**ACTIVITY**
Return every line of the listing, exactly as it reads.

**INFORMATION SUPPLIED**
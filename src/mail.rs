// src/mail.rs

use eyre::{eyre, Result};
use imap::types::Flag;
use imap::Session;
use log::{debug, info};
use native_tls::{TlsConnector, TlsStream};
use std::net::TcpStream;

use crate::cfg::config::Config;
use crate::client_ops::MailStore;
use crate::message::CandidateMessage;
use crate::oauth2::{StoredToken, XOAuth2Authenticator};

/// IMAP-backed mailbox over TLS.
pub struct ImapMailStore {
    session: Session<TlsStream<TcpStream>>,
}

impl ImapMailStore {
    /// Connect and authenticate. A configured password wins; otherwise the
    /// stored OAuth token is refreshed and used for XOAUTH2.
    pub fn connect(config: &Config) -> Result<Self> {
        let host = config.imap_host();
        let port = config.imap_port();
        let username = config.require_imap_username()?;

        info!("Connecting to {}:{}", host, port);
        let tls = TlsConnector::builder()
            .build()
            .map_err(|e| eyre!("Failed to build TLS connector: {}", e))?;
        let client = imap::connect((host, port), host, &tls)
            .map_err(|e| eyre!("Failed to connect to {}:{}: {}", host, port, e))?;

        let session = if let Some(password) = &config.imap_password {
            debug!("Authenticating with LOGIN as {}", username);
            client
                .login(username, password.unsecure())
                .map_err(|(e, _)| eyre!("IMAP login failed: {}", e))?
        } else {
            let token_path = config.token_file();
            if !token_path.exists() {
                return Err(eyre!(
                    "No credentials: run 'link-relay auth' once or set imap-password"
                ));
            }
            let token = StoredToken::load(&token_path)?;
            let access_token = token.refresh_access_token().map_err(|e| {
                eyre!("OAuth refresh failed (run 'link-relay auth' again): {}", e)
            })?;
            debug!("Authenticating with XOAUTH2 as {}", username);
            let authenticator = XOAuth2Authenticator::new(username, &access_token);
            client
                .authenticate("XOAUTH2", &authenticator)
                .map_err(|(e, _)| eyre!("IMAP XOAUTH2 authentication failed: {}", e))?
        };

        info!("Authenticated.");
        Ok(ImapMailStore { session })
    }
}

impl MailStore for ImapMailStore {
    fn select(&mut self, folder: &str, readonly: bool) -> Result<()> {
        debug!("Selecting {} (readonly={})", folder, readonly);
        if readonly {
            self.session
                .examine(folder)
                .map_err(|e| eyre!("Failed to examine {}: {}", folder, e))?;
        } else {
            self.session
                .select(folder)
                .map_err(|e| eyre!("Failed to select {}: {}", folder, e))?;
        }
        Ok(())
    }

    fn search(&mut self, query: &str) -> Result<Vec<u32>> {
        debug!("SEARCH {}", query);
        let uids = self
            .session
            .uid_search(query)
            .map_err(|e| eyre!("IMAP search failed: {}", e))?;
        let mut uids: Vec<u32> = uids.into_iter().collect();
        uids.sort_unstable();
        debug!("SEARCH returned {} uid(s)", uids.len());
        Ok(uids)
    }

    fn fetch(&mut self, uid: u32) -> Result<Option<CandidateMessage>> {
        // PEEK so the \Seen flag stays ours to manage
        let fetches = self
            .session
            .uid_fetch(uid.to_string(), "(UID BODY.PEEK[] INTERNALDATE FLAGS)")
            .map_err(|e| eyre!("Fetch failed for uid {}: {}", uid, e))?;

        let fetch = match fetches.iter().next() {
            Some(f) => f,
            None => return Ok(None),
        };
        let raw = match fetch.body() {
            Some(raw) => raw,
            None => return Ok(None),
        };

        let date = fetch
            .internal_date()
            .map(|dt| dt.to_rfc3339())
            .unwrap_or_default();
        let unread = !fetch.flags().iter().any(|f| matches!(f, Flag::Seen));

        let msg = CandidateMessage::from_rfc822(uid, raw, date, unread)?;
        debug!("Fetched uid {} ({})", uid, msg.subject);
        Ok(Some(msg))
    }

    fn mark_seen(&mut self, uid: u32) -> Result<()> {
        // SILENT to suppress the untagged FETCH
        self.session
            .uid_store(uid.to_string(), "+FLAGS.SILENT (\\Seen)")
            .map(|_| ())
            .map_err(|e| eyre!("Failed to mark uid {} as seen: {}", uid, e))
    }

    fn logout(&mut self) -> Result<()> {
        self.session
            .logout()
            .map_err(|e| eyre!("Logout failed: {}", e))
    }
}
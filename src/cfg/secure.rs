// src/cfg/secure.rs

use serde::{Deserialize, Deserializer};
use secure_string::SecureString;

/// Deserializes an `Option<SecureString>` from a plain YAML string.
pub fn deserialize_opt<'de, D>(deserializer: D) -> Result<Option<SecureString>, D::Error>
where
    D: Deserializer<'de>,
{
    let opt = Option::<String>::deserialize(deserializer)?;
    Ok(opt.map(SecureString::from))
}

**OUTPUT FOR THIS EXERCISE**
filename src/mail.rs
// src/mail.rs

use eyre::{eyre, Result};
use imap::types::Flag;
use imap::Session;
use log::{debug, info};
use native_tls::{TlsConnector, TlsStream};
use std::net::TcpStream;

use crate::cfg::config::Config;
use crate::client_ops::MailStore;
use crate::message::CandidateMessage;
use crate::oauth2::{StoredToken, XOAuth2Authenticator};

/// IMAP-backed mailbox over TLS.
pub struct ImapMailStore {
    session: Session<TlsStream<TcpStream>>,
}

impl ImapMailStore {
    /// Connect and authenticate. A configured password wins; otherwise the
    /// stored OAuth token is refreshed and used for XOAUTH2.
    pub fn connect(config: &Config) -> Result<Self> {
        let host = config.imap_host();
        let port = config.imap_port();
        let username = config.require_imap_username()?;

        info!("Connecting to {}:{}", host, port);
        let tls = TlsConnector::builder()
            .build()
            .map_err(|e| eyre!("Failed to build TLS connector: {}", e))?;
        let client = imap::connect((host, port), host, &tls)
            .map_err(|e| eyre!("Failed to connect to {}:{}: {}", host, port, e))?;

        let session = if let Some(password) = &config.imap_password {
            debug!("Authenticating with LOGIN as {}", username);
            client
                .login(username, password.unsecure())
                .map_err(|(e, _)| eyre!("IMAP login failed: {}", e))?
        } else {
            let token_path = config.token_file();
            if !token_path.exists() {
                return Err(eyre!(
                    "No credentials: run 'link-relay auth' once or set imap-password"
                ));
            }
            let token = StoredToken::load(&token_path)?;
            let access_token = token.refresh_access_token().map_err(|e| {
                eyre!("OAuth refresh failed (run 'link-relay auth' again): {}", e)
            })?;
            debug!("Authenticating with XOAUTH2 as {}", username);
            let authenticator = XOAuth2Authenticator::new(username, &access_token);
            client
                .authenticate("XOAUTH2", &authenticator)
                .map_err(|(e, _)| eyre!("IMAP XOAUTH2 authentication failed: {}", e))?
        };

        info!("Authenticated.");
        Ok(ImapMailStore { session })
    }
}

impl MailStore for ImapMailStore {
    fn select(&mut self, folder: &str, readonly: bool) -> Result<()> {
        debug!("Selecting {} (readonly={})", folder, readonly);
        if readonly {
            self.session
                .examine(folder)
                .map_err(|e| eyre!("Failed to examine {}: {}", folder, e))?;
        } else {
            self.session
                .select(folder)
                .map_err(|e| eyre!("Failed to select {}: {}", folder, e))?;
        }
        Ok(())
    }

    fn search(&mut self, query: &str) -> Result<Vec<u32>> {
        debug!("SEARCH {}", query);
        let uids = self
            .session
            .uid_search(query)
            .map_err(|e| eyre!("IMAP search failed: {}", e))?;
        let mut uids: Vec<u32> = uids.into_iter().collect();
        uids.sort_unstable();
        debug!("SEARCH returned {} uid(s)", uids.len());
        Ok(uids)
    }

    fn fetch(&mut self, uid: u32) -> Result<Option<CandidateMessage>> {
        // PEEK so the \Seen flag stays ours to manage
        let fetches = self
            .session
            .uid_fetch(uid.to_string(), "(UID BODY.PEEK[] INTERNALDATE FLAGS)")
            .map_err(|e| eyre!("Fetch failed for uid {}: {}", uid, e))?;

        let fetch = match fetches.iter().next() {
            Some(f) => f,
            None => return Ok(None),
        };
        let raw = match fetch.body() {
            Some(raw) => raw,
            None => return Ok(None),
        };

        let date = fetch
            .internal_date()
            .map(|dt| dt.to_rfc3339())
            .unwrap_or_default();
        let unread = !fetch.flags().iter().any(|f| matches!(f, Flag::Seen));

        let msg = CandidateMessage::from_rfc822(uid, raw, date, unread)?;
        debug!("Fetched uid {} ({})", uid, msg.subject);
        Ok(Some(msg))
    }

    fn mark_seen(&mut self, uid: u32) -> Result<()> {
        // SILENT to suppress the untagged FETCH
        self.session
            .uid_store(uid.to_string(), "+FLAGS.SILENT (\\Seen)")
            .map(|_| ())
            .map_err(|e| eyre!("Failed to mark uid {} as seen: {}", uid, e))
    }

    fn logout(&mut self) -> Result<()> {
        self.session
            .logout()
            .map_err(|e| eyre!("Logout failed: {}", e))
    }
}
filename src/cfg/secure.rs
// src/cfg/secure.rs

use serde::{Deserialize, Deserializer};
use secure_string::SecureString;

/// Deserializes an `Option<SecureString>` from a plain YAML string.
pub fn deserialize_opt<'de, D>(deserializer: D) -> Result<Option<SecureString>, D::Error>
where
    D: Deserializer<'de>,
{
    let opt = Option::<String>::deserialize(deserializer)?;
    Ok(opt.map(SecureString::from))
}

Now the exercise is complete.